Chief Special Warfare Operator Adam C. Matthews faced a murder charge in the death of Staff Sgt. Logan Melgar, and was wearing a Rambo costume at the time, according to the documents, which were obtained by The Washington Post. They were verified with three people familiar with the investigation, who spoke on the condition of anonymity because of the sensitivity of the case.
The encounter adds a new layer of strangeness to the death of Melgar, a member of 3rd Special Forces Group who had deployed to Afghanistan.
It also raises questions about the amount of freedom the Navy provided to Matthews, a member of the elite SEAL Team 6 who received a one-year prison sentence in May after becoming the first service member charged who was willing to testify against others involved.
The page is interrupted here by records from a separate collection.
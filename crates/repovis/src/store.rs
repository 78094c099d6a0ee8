// Copyright (c) 2026 - present Nicholas D. Crosbie
// SPDX-License-Identifier: MIT

//! On-disk stores for prepared repositories and settings documents
//!
//! Clones and settings are keyed by the identifiers callers pass in (a clone URL
//! and a settings key). Identifiers are mapped to file names by escaping every
//! byte outside `[A-Za-z0-9.-]`, and a leading `.`, as `_` followed by two hex
//! digits. The mapping is injective, so distinct identifiers never share a path.

use std::fs;
use std::path::{Path, PathBuf};

use repovis_git::{GitError, GitRepo, Settings};
use thiserror::Error;
use tracing::debug;

/// Store errors
#[derive(Debug, Error)]
pub enum StoreError {
    /// Filesystem error
    #[error("IO error: {0}")]
    Io(#[from] std::io::Error),

    /// Settings document is not valid JSON
    #[error("Malformed settings document: {0}")]
    Json(#[from] serde_json::Error),

    /// No prepared clone for this identifier
    #[error("Repository has not been prepared: {clone}")]
    NotPrepared {
        /// The clone identifier that has no local repository
        clone: String,
    },

    /// No settings document stored under this key
    #[error("Settings not found: {key}")]
    SettingsNotFound {
        /// The settings key that was looked up
        key: String,
    },

    /// The prepared clone could not be opened
    #[error("Git error: {0}")]
    Git(#[from] GitError),
}

/// Map an identifier onto a single safe path component
#[must_use]
pub fn file_name_for(identifier: &str) -> String {
    if identifier.is_empty() {
        return "_".to_string();
    }
    let mut name = String::with_capacity(identifier.len());
    for (i, byte) in identifier.bytes().enumerate() {
        let keep = byte.is_ascii_alphanumeric() || byte == b'-' || (byte == b'.' && i > 0);
        if keep {
            name.push(char::from(byte));
        } else {
            name.push_str(&format!("_{byte:02x}"));
        }
    }
    name
}

/// Prepared clones, one directory per clone identifier
#[derive(Debug, Clone)]
pub struct RepoStore {
    root: PathBuf,
}

impl RepoStore {
    /// Create a store rooted at `root`
    #[must_use]
    pub fn new(root: impl Into<PathBuf>) -> Self {
        Self { root: root.into() }
    }

    /// Root directory of the store
    #[must_use]
    pub fn root(&self) -> &Path {
        &self.root
    }

    /// Local directory for a clone identifier
    ///
    /// An identifier naming an existing directory is used as-is.
    #[must_use]
    pub fn path_for(&self, clone: &str) -> PathBuf {
        let direct = Path::new(clone);
        if direct.is_dir() {
            return direct.to_path_buf();
        }
        self.root.join(file_name_for(clone))
    }

    /// Open the prepared clone for an identifier
    ///
    /// # Errors
    ///
    /// Returns `StoreError::NotPrepared` if no clone exists, or
    /// `StoreError::Git` if the directory is not a repository.
    pub fn open(&self, clone: &str) -> Result<GitRepo, StoreError> {
        let path = self.path_for(clone);
        if !path.exists() {
            return Err(StoreError::NotPrepared {
                clone: clone.to_string(),
            });
        }
        debug!(clone, path = %path.display(), "Opening prepared clone");
        Ok(GitRepo::open(&path)?)
    }
}

/// Settings documents stored as JSON files per clone and key
#[derive(Debug, Clone)]
pub struct SettingsStore {
    root: PathBuf,
}

impl SettingsStore {
    /// Create a store rooted at `root`
    #[must_use]
    pub fn new(root: impl Into<PathBuf>) -> Self {
        Self { root: root.into() }
    }

    /// File holding the settings for a clone and key
    #[must_use]
    pub fn path_for(&self, clone: &str, key: &str) -> PathBuf {
        self.root
            .join(file_name_for(clone))
            .join(format!("{}.json", file_name_for(key)))
    }

    /// Load the settings document for a clone and key
    ///
    /// # Errors
    ///
    /// Returns `StoreError::SettingsNotFound` if nothing is stored, or an IO /
    /// JSON error if the file cannot be read.
    pub fn load(&self, clone: &str, key: &str) -> Result<Settings, StoreError> {
        let path = self.path_for(clone, key);
        if !path.is_file() {
            return Err(StoreError::SettingsNotFound {
                key: key.to_string(),
            });
        }
        let json = fs::read_to_string(&path)?;
        Ok(Settings::from_json(&json)?)
    }

    /// Persist the settings document for a clone and key
    ///
    /// # Errors
    ///
    /// Returns an IO or JSON error if the file cannot be written.
    pub fn save(&self, clone: &str, key: &str, settings: &Settings) -> Result<PathBuf, StoreError> {
        let path = self.path_for(clone, key);
        if let Some(parent) = path.parent() {
            fs::create_dir_all(parent)?;
        }
        fs::write(&path, serde_json::to_string_pretty(settings)?)?;
        debug!(clone, key, path = %path.display(), "Saved settings");
        Ok(path)
    }
}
Melgar was strangled June 4, 2017, after a group of men that had been out drinking burst into his room in the Malian capital of Bamako with a sledgehammer with plans to choke him unconscious, bind him with duct tape and record of a video of a Malian man sexually molesting him as part of a hazing plot, according to testimony by a Marine Raider convicted in the case.
Four U.S. Special Operations troops were charged with murder, including Matthews and Chief Special Warfare Operator Anthony DeDolph, a fellow member of SEAL Team 6. Matthews and the Marine, Staff Sgt. Kevin Maxwell, have pleaded guilty to lesser charges, while DeDolph and another Marine, Gunnery Sgt. Mario Madera-Rodriguez, still face trial.